Norah Lindsay (1873 – 1948)
/The romantic and relaxed planting style of Norah Lindsay is a reflection of that golden age of society when the great hostesses dressed themselves, their houses and their gardens lavishly and elegantly.
Norah Lindsay was a part of that society and gave friendly advice to the likes of Sibyl Colefax, Nancy Astor, Emerald Cunard and Nancy Lancaster. Her own garden, Sutton Courtenay in Oxfordshire (the house and garden given as a wedding present) was an example of the creation of that luxe image, described as having ‘a shining quality… some gardens, like some people, have a charm potent to enslave and yet as intangible as dew or vapour’. She was influenced by Italian gardens and liked to contrast light and dark, setting flowers against a dark yew background. But her gardens were not formal, and she appreciated self-seeded plants: ‘these were before you, these will live after you, so listen to their message and humbly follow in their sedate and simple footsteps’.

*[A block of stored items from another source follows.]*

//! Node networking
//!
//! `api` holds the node's operations over the shared chain, `server` streams
//! JSON requests into them over TCP, and `client` is the calling side used by
//! the miner and wallet commands.

pub mod api;
pub mod client;
pub mod server;

pub use api::{ApiResponse, MempoolInfo, NodeApi, NodeStatus, WalletInfo};
pub use client::send_request;
pub use server::{Request, Server};
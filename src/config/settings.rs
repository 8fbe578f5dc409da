use once_cell::sync::Lazy;
use std::collections::HashMap;
use std::env;
use std::sync::{PoisonError, RwLock};

pub static GLOBAL_CONFIG: Lazy<Config> = Lazy::new(Config::new);

pub const DEFAULT_NODE_ADDR: &str = "127.0.0.1:3000";

const NODE_ADDRESS_KEY: &str = "NODE_ADDRESS";
// Private key the miner is paid to
const MINER_WALLET_KEY: &str = "MINER_WALLET";
// Address credited by the genesis block
const GENESIS_WALLET_KEY: &str = "GENESIS_WALLET";

pub struct Config {
    inner: RwLock<HashMap<String, String>>,
}

impl Default for Config {
    fn default() -> Self {
        Self::new()
    }
}

impl Config {
    pub fn new() -> Config {
        let mut map = HashMap::new();
        map.insert(
            String::from(NODE_ADDRESS_KEY),
            String::from(DEFAULT_NODE_ADDR),
        );
        for key in [NODE_ADDRESS_KEY, MINER_WALLET_KEY, GENESIS_WALLET_KEY] {
            if let Ok(value) = env::var(key) {
                if !value.is_empty() {
                    map.insert(String::from(key), value);
                }
            }
        }

        Config {
            inner: RwLock::new(map),
        }
    }

    fn get(&self, key: &str) -> Option<String> {
        let inner = self.inner.read().unwrap_or_else(PoisonError::into_inner);
        inner.get(key).cloned()
    }

    fn set(&self, key: &str, value: String) {
        let mut inner = self.inner.write().unwrap_or_else(PoisonError::into_inner);
        inner.insert(String::from(key), value);
    }

    pub fn get_node_addr(&self) -> String {
        self.get(NODE_ADDRESS_KEY)
            .unwrap_or_else(|| String::from(DEFAULT_NODE_ADDR))
    }

    pub fn set_node_addr(&self, addr: String) {
        self.set(NODE_ADDRESS_KEY, addr);
    }

    pub fn get_miner_wallet(&self) -> Option<String> {
        self.get(MINER_WALLET_KEY)
    }

    pub fn set_miner_wallet(&self, private_key: String) {
        self.set(MINER_WALLET_KEY, private_key);
    }

    pub fn get_genesis_wallet(&self) -> Option<String> {
        self.get(GENESIS_WALLET_KEY)
    }

    pub fn set_genesis_wallet(&self, address: String) {
        self.set(GENESIS_WALLET_KEY, address);
    }
}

But although all may have looked like artless profusion there was a plan with a colour palette reminiscent of the graded shades of Gertrude Jekyll with drifts of colour punctuated with grey foliage and sculptural, architectural plants.
By the end of the World War I, after the collapse of her marriage, she needed to earn a living, and continued to offer her advice to her high society friends, but now presenting a bill at the end of a weekend of gardening tips (which may have caused some surprise). However, she need to save money and could not afford a car. She travelled to her clients, and to nurseries by bus or train, and was not afraid of hard work or early rising. ‘The truth is having to stand in the rain two days running and then sleeping in an icy room with all the radiators cut off made me too abominably frozen for words’ she wrote. Her ‘studied casual’ style and approach were greatly admired, and she received commissions for planting schemes at Blickling, Clivedon, Trent Park, Port Lympne and Mottisfont; and designed royal gardens in Italy, France and Yugoslavia, and for the Prince of Wales at Fort Belvedere in Windsor Great Park.
She developed a close friendship with Lawrence Johnson, and they worked together at Hidcote. He was planning to bequeath Hidcote to her when she died suddenly in 1948, and he subsequently gave it to The National Trust as their first acquisition. Unfortunately, all her planting plans have been lost as her daughter Nancy (herself another flamboyant character) disagreed with them over its upkeep and burnt all the records.